The NCSWCLB would have the final say as to whether I could continue to work in my field. So, this was not just about my private practice. This was not like losing a job. This was career-changing, or it could end my career. I was a mess at this point and I needed time off to heal but I had my entire future on the line.
The role that John Freifeld played in this situation is important. Some of what I was being accused of doing either I had heard that he was in fact doing those things or I could see how if there was someone to blame for the deterioration of the mental health of my clients, the fault should go more toward the individual who did not have any training or expertise. I am NOT saying that this means I didn't care about my clients.
As you will recall, John Freifeld had admitted that he was not a trained psychotherapist and he had no degree, had no specialized training, and no credentials. He had admitted to my client Jessica that he had misrepresented himself previously as a therapist.

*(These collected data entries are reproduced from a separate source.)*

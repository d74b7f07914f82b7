//! LUMEN CLI
//!
//! Interactive front end: one orchestration cycle per input line, with a
//! bounded conversation history and a handful of `:` commands for document
//! management.

pub mod config;
pub mod display;
pub mod error;
pub mod logging;
pub mod providers;
pub mod session;

use crate::config::OutputConfig;
use crate::error::CliResult;
use crate::session::{Command, Session, HELP};
use lumen_campaign::{CampaignTemplate, Personalizer, PreviewResult};
use lumen_core::LumenConfig;
use lumen_llm::CompletionClient;
use lumen_orchestrator::{Collaborators, Orchestrator};
use lumen_vector::DocumentIngestor;
use std::path::Path;

/// Rows personalized by `:preview`.
pub const PREVIEW_COUNT: usize = 3;

/// Result of handling one input line.
#[derive(Debug, Clone, PartialEq, Eq)]
pub enum Reply {
    Text(String),
    Quit,
}

/// REPL state plus the wired components.
#[derive(Debug)]
pub struct App {
    orchestrator: Orchestrator,
    ingestor: DocumentIngestor,
    personalizer: Personalizer,
    output: OutputConfig,
    session: Session,
}

impl App {
    pub fn new(
        lumen: &LumenConfig,
        output: OutputConfig,
        collaborators: Collaborators,
    ) -> CliResult<Self> {
        let ingestor = DocumentIngestor::new(
            collaborators.vector.clone(),
            &lumen.retrieval,
            lumen.timeouts.store(),
        );
        let personalizer = Personalizer::new(
            CompletionClient::new(collaborators.completion.clone(), lumen.timeouts.completion()),
            lumen.llm.clone(),
        );
        let orchestrator = Orchestrator::new(lumen, collaborators)?;
        let session = Session::new(output.history_turns, output.json);
        Ok(Self {
            orchestrator,
            ingestor,
            personalizer,
            output,
            session,
        })
    }

    pub fn session(&self) -> &Session {
        &self.session
    }

    pub async fn handle_line(&mut self, line: &str) -> CliResult<Reply> {
        let text = match Command::parse(line) {
            Command::Quit => return Ok(Reply::Quit),
            Command::Empty => String::new(),
            Command::Help => HELP.to_string(),
            Command::Ask(text) => self.ask(&text).await?,
            Command::Ingest(path) => self.ingest(&path).await,
            Command::Forget(source) => match self.ingestor.remove(&source).await {
                Ok(removed) => format!("{removed} extrait(s) supprimé(s) pour {source}"),
                Err(e) => format!("Suppression impossible : {e}"),
            },
            Command::Preview(body) => self.preview(&body).await?,
            Command::History => display::format_history(self.session.history()),
            Command::Clear => {
                self.session.clear();
                "Historique effacé.".to_string()
            }
            Command::Json => {
                self.session.json = !self.session.json;
                format!(
                    "Sortie JSON {}.",
                    if self.session.json { "activée" } else { "désactivée" }
                )
            }
            Command::MissingArgument(name) => format!(":{name} attend un argument (voir :help)"),
            Command::Unknown(name) => format!("Commande inconnue :{name} (voir :help)"),
        };
        Ok(Reply::Text(text))
    }

    async fn ask(&mut self, text: &str) -> CliResult<String> {
        let request = self.session.request(text);
        let outcome = self.orchestrator.handle(request).await;
        let image_path = display::write_image(&self.output.image_dir, &outcome)?;
        self.session.record(&outcome);
        if self.session.json {
            display::format_json(&outcome)
        } else {
            Ok(display::format_outcome(
                &outcome,
                self.output.preview_rows,
                image_path.as_deref(),
            ))
        }
    }

    /// Plain UTF-8 text only; the file name is the source name.
    async fn ingest(&self, path: &Path) -> String {
        let text = match tokio::fs::read_to_string(path).await {
            Ok(text) => text,
            Err(e) => return format!("Lecture impossible de {} : {e}", path.display()),
        };
        let source = path
            .file_name()
            .map(|name| name.to_string_lossy().into_owned())
            .unwrap_or_else(|| path.display().to_string());
        match self.ingestor.ingest_text(&source, &text).await {
            Ok(report) => format!("{} : {} extrait(s) ajouté(s)", report.source, report.chunks),
            Err(e) => format!("Ingestion impossible : {e}"),
        }
    }

    async fn preview(&self, body: &str) -> CliResult<String> {
        let Some(contacts) = self.session.last_dataset() else {
            return Ok("Aucun résultat de contacts à personnaliser.".to_string());
        };
        let template = CampaignTemplate::new(body);
        let previews = self
            .personalizer
            .preview(contacts, &template, PREVIEW_COUNT)
            .await;
        if self.session.json {
            return Ok(serde_json::to_string_pretty(&previews)?);
        }
        let lines: Vec<String> = previews
            .iter()
            .enumerate()
            .map(|(i, preview)| match &preview.result {
                PreviewResult::Ready { message } => format!(
                    "[{}] À : {}\nObjet : {}\n{}",
                    i + 1,
                    message.to,
                    message.subject,
                    message.body
                ),
                PreviewResult::Failed { error } => format!("[{}] échec : {error}", i + 1),
            })
            .collect();
        if lines.is_empty() {
            return Ok("Le dernier résultat ne contient aucun contact.".to_string());
        }
        Ok(lines.join("\n\n"))
    }
}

If asked, he would say that he is "just a support person." My colleagues had readily recognized the problems that I was describing and had advised me to tell my clients that I cannot be their therapist if they are receiving services from John.
However, I have sought to explain how and why his actions were not helping others and were in fact making people worse. I would later in 2020 begin to talk to his sister Ruth.
She said recently when I asked if John would have stopped hurting me if he knew it was hurting another innocent person (a fact I will get to later) and she said "John had no sympathy, compassion, or empathy for other people... if he sought out to hurt someone and he found out indirectly he was hurting someone else they love that was more power to him he lacked empathy."
As a psychotherapist who wanted to work in private practice, I had to obtain malpractice insurance or liability insurance. It is standard practice for this to cover up to $1 Million per claim and $3 Million total. I'm not sure where I heard this, but I heard that Freifeld knew about this insurance coverage and that he expected to benefit in some way from this. It is hard to imagine that a specific detail like that would just happen to be made up by someone.
One could imagine the proceeds of a civil suit being used to set up a treatment center in Wilmington, and Freifeld would imagine a role for himself in that treatment center. I have no proof of this. I can point out that when my client went over to where John was staying, she said, "the place is like a damn treatment center."
I felt like I was on the run during this time.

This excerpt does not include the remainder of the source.